** Opening STUDY MATERIAL block **

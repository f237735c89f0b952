use std::path::PathBuf;
use std::process::ExitCode;

use clap::Parser;
use postforge::config::{Credentials, GenerationRequest, OutputLayout};
use postforge::pipeline::{ImageOutcome, Pipeline};
use tracing::Level;
use tracing_subscriber::FmtSubscriber;

fn version_string() -> &'static str {
    let on_tag = env!("ON_RELEASE_TAG");
    if on_tag == "true" {
        env!("CARGO_PKG_VERSION")
    } else {
        let hash = env!("GIT_HASH");
        if hash.is_empty() {
            "dev@unknown"
        } else {
            // Leaked once at startup — trivial, called exactly once
            Box::leak(format!("dev@{hash}").into_boxed_str())
        }
    }
}

#[derive(Parser)]
#[command(name = "postforge")]
#[command(about = "Generate a blog article with a hero image, with provider fallback")]
#[command(long_about = "\
Generate a blog article with a hero image.

Text comes from the first configured text provider that answers (OpenAI,
then Gemini); images from the first configured image provider (KIE, then
Gemini, then OpenAI Images). With no credentials at all the run still
succeeds, using a local article template and a locally rendered placeholder
hero.

Credentials are read from OPENAI_API_KEY, GEMINI_API_KEY, and KIE_API_KEY.
A missing key just skips that provider.")]
#[command(version = version_string())]
struct Cli {
    /// Article topic
    #[arg(long)]
    topic: String,

    /// Visual style for the hero image
    #[arg(long, default_value = "fotográfico")]
    style: String,

    /// Accent color (azul, verde, rojo, amarillo, morado, rosa)
    #[arg(long, default_value = "azul")]
    accent: String,

    /// Key elements to work into the image prompt
    #[arg(long, default_value = "")]
    details: String,

    /// Frontmatter category
    #[arg(long)]
    category: Option<String>,

    /// Number of hero candidates to request
    #[arg(long, default_value_t = 1)]
    images: usize,

    /// Directory for article documents
    #[arg(long, default_value = "content/blog")]
    content_dir: PathBuf,

    /// Base directory for article images
    #[arg(long, default_value = "public/images/blog")]
    images_dir: PathBuf,

    /// Debug-level logging
    #[arg(long, short)]
    verbose: bool,
}

fn initialize_logging(verbose: bool) -> Result<(), Box<dyn std::error::Error>> {
    let level = if verbose { Level::DEBUG } else { Level::INFO };
    let subscriber = FmtSubscriber::builder()
        .with_max_level(level)
        .with_target(false)
        .finish();
    tracing::subscriber::set_global_default(subscriber)?;
    Ok(())
}

fn run(cli: Cli) -> Result<(), Box<dyn std::error::Error>> {
    let layout = OutputLayout::new(cli.content_dir, cli.images_dir);
    layout.bootstrap()?;

    let request = GenerationRequest {
        topic: cli.topic,
        style: cli.style,
        accent: cli.accent,
        details: cli.details,
        category: cli.category,
        image_count: cli.images.max(1),
    };

    let credentials = Credentials::from_env();
    let pipeline = Pipeline::new(&credentials, layout);
    let report = pipeline.run(&request)?;

    println!("Artículo guardado en: {}", report.document_path.display());
    match report.image_outcome {
        ImageOutcome::Provider => {
            for image in &report.images {
                println!("Imagen: {}", image.display());
            }
        }
        ImageOutcome::Placeholder => {
            for image in &report.images {
                println!("Imagen (placeholder): {}", image.display());
            }
        }
        ImageOutcome::None => {
            println!("Sin imagen: el artículo se generó sin referencia de imagen");
        }
    }
    Ok(())
}

fn main() -> ExitCode {
    let cli = Cli::parse();

    if let Err(e) = initialize_logging(cli.verbose) {
        eprintln!("error: {e}");
        return ExitCode::FAILURE;
    }
    if let Err(e) = run(cli) {
        eprintln!("error: {e}");
        return ExitCode::FAILURE;
    }
    ExitCode::SUCCESS
}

** Closing STUDY MATERIAL block **

▸ DIRECTIONS FOR THIS TASK
Exactly as given, repeat every record above.

▸ THE ANSWER
repository f237735c89f0b952
use std::path::PathBuf;
use std::process::ExitCode;

use clap::Parser;
use postforge::config::{Credentials, GenerationRequest, OutputLayout};
use postforge::pipeline::{ImageOutcome, Pipeline};
use tracing::Level;
use tracing_subscriber::FmtSubscriber;

fn version_string() -> &'static str {
    let on_tag = env!("ON_RELEASE_TAG");
    if on_tag == "true" {
        env!("CARGO_PKG_VERSION")
    } else {
        let hash = env!("GIT_HASH");
        if hash.is_empty() {
            "dev@unknown"
        } else {
            // Leaked once at startup — trivial, called exactly once
            Box::leak(format!("dev@{hash}").into_boxed_str())
        }
    }
}

#[derive(Parser)]
#[command(name = "postforge")]
#[command(about = "Generate a blog article with a hero image, with provider fallback")]
#[command(long_about = "\
Generate a blog article with a hero image.

Text comes from the first configured text provider that answers (OpenAI,
then Gemini); images from the first configured image provider (KIE, then
Gemini, then OpenAI Images). With no credentials at all the run still
succeeds, using a local article template and a locally rendered placeholder
hero.

Credentials are read from OPENAI_API_KEY, GEMINI_API_KEY, and KIE_API_KEY.
A missing key just skips that provider.")]
#[command(version = version_string())]
struct Cli {
    /// Article topic
    #[arg(long)]
    topic: String,

    /// Visual style for the hero image
    #[arg(long, default_value = "fotográfico")]
    style: String,

    /// Accent color (azul, verde, rojo, amarillo, morado, rosa)
    #[arg(long, default_value = "azul")]
    accent: String,

    /// Key elements to work into the image prompt
    #[arg(long, default_value = "")]
    details: String,

    /// Frontmatter category
    #[arg(long)]
    category: Option<String>,

    /// Number of hero candidates to request
    #[arg(long, default_value_t = 1)]
    images: usize,

    /// Directory for article documents
    #[arg(long, default_value = "content/blog")]
    content_dir: PathBuf,

    /// Base directory for article images
    #[arg(long, default_value = "public/images/blog")]
    images_dir: PathBuf,

    /// Debug-level logging
    #[arg(long, short)]
    verbose: bool,
}

fn initialize_logging(verbose: bool) -> Result<(), Box<dyn std::error::Error>> {
    let level = if verbose { Level::DEBUG } else { Level::INFO };
    let subscriber = FmtSubscriber::builder()
        .with_max_level(level)
        .with_target(false)
        .finish();
    tracing::subscriber::set_global_default(subscriber)?;
    Ok(())
}

fn run(cli: Cli) -> Result<(), Box<dyn std::error::Error>> {
    let layout = OutputLayout::new(cli.content_dir, cli.images_dir);
    layout.bootstrap()?;

    let request = GenerationRequest {
        topic: cli.topic,
        style: cli.style,
        accent: cli.accent,
        details: cli.details,
        category: cli.category,
        image_count: cli.images.max(1),
    };

    let credentials = Credentials::from_env();
    let pipeline = Pipeline::new(&credentials, layout);
    let report = pipeline.run(&request)?;

    println!("Artículo guardado en: {}", report.document_path.display());
    match report.image_outcome {
        ImageOutcome::Provider => {
            for image in &report.images {
                println!("Imagen: {}", image.display());
            }
        }
        ImageOutcome::Placeholder => {
            for image in &report.images {
                println!("Imagen (placeholder): {}", image.display());
            }
        }
        ImageOutcome::None => {
            println!("Sin imagen: el artículo se generó sin referencia de imagen");
        }
    }
    Ok(())
}

fn main() -> ExitCode {
    let cli = Cli::parse();

    if let Err(e) = initialize_logging(cli.verbose) {
        eprintln!("error: {e}");
        return ExitCode::FAILURE;
    }
    if let Err(e) = run(cli) {
        eprintln!("error: {e}");
        return ExitCode::FAILURE;
    }
    ExitCode::SUCCESS
}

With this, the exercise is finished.